[Data to process]:
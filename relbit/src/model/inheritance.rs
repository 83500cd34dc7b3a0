use crate::error::AppError;
use crate::model::entity::{EntityDef, RelationDef};
use serde::Serialize;
use std::collections::HashMap;

/// All types stored in one table: the root plus every type whose base chain ends there.
#[derive(Debug, Clone, PartialEq, Eq, Serialize)]
pub struct InheritanceGroup {
    pub root: String,
    /// Root first, then registration order.
    pub members: Vec<String>,
    pub discriminator_column: Option<String>,
}

impl InheritanceGroup {
    /// More than one registered member, i.e. naming must go through the root.
    pub fn is_shared(&self) -> bool {
        self.members.len() > 1
    }

    pub fn contains(&self, entity: &str) -> bool {
        self.members.iter().any(|m| m == entity)
    }
}

/// Root and group index built once over all registered types.
#[derive(Debug, Clone)]
pub struct Hierarchy {
    parent_by_type: HashMap<String, Option<String>>,
    root_by_type: HashMap<String, String>,
    groups: HashMap<String, InheritanceGroup>,
}

impl Hierarchy {
    /// Every chain is walked at most once; already resolved suffixes are reused, so the
    /// whole build is linear in the number of types.
    pub fn build(entities: &[EntityDef]) -> Result<Self, AppError> {
        let parent_by_type: HashMap<String, Option<String>> =
            entities.iter().map(|e| (e.name.clone(), e.base.clone())).collect();
        let mut root_by_type: HashMap<String, String> = HashMap::with_capacity(entities.len());

        for entity in entities {
            let mut chain: Vec<&str> = Vec::new();
            let mut current: &str = &entity.name;
            let root = loop {
                if let Some(root) = root_by_type.get(current) {
                    break root.clone();
                }
                if chain.contains(&current) {
                    return Err(AppError::configuration(format!(
                        "inheritance cycle through {}",
                        chain.join(" -> ")
                    )));
                }
                chain.push(current);
                match parent_by_type.get(current) {
                    Some(Some(base)) => {
                        if !parent_by_type.contains_key(base) {
                            return Err(AppError::UnresolvedType(format!("{base} (base type of {current})")));
                        }
                        current = base;
                    }
                    _ => break current.to_string(),
                }
            };
            for name in chain {
                root_by_type.insert(name.to_string(), root.clone());
            }
        }

        let mut groups: HashMap<String, InheritanceGroup> = HashMap::new();
        for entity in entities {
            let root = &root_by_type[&entity.name];
            let group = groups.entry(root.clone()).or_insert_with(|| InheritanceGroup {
                root: root.clone(),
                members: Vec::new(),
                discriminator_column: None,
            });
            if &entity.name == root {
                group.members.insert(0, entity.name.clone());
                group.discriminator_column = entity.discriminator_column.clone();
            } else {
                group.members.push(entity.name.clone());
            }
        }

        Ok(Hierarchy { parent_by_type, root_by_type, groups })
    }

    pub fn root_of(&self, entity: &str) -> Result<&str, AppError> {
        self.root_by_type
            .get(entity)
            .map(String::as_str)
            .ok_or_else(|| AppError::UnresolvedType(entity.to_string()))
    }

    pub fn group_of(&self, entity: &str) -> Result<&InheritanceGroup, AppError> {
        let root = self.root_of(entity)?;
        self.groups.get(root).ok_or_else(|| AppError::UnresolvedType(entity.to_string()))
    }

    pub fn groups(&self) -> impl Iterator<Item = &InheritanceGroup> {
        self.groups.values()
    }

    pub fn base_of(&self, entity: &str) -> Option<&str> {
        self.parent_by_type.get(entity).and_then(|p| p.as_deref())
    }

    /// Chain from the root down to `entity`, both included.
    pub fn lineage_of(&self, entity: &str) -> Vec<String> {
        let mut lineage = vec![entity.to_string()];
        let mut current = entity;
        while let Some(base) = self.base_of(current) {
            lineage.push(base.to_string());
            current = base;
        }
        lineage.reverse();
        lineage
    }

    pub fn is_same_or_descendant(&self, entity: &str, ancestor: &str) -> bool {
        let mut current = Some(entity);
        while let Some(name) = current {
            if name == ancestor {
                return true;
            }
            current = self.base_of(name);
        }
        false
    }

    /// `entity` and everything below it, in group order.
    pub fn descendants_of(&self, entity: &str) -> Result<Vec<String>, AppError> {
        let group = self.group_of(entity)?;
        Ok(group.members.iter().filter(|m| self.is_same_or_descendant(m, entity)).cloned().collect())
    }
}

/// Collects every declaration of `relation` inside `group` and returns the root-most one.
/// Declarations that disagree on shape cannot share one physical relationship.
pub fn shared_declaration<'a>(
    group: &InheritanceGroup,
    lookup: impl Fn(&str) -> Option<&'a EntityDef>,
    relation: &str,
) -> Result<Option<&'a RelationDef>, AppError> {
    let mut canonical: Option<&'a RelationDef> = None;
    for member in &group.members {
        let Some(rel) = lookup(member.as_str()).and_then(|e| e.relation_named(relation)) else {
            continue;
        };
        match canonical {
            None => canonical = Some(rel),
            Some(first) if !first.same_shape(rel) => {
                return Err(AppError::ambiguous(
                    &group.root,
                    relation,
                    format!("{} disagrees with {}", rel.shape(), first.shape()),
                ));
            }
            Some(_) => {}
        }
    }
    Ok(canonical)
}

[Required work]: Lines holding the string "UnresolvedType": find them in the listing above and copy each one.

[The answer]:
                            return Err(AppError::UnresolvedType(format!("{base} (base type of {current})")));
            .ok_or_else(|| AppError::UnresolvedType(entity.to_string()))
        self.groups.get(root).ok_or_else(|| AppError::UnresolvedType(entity.to_string()))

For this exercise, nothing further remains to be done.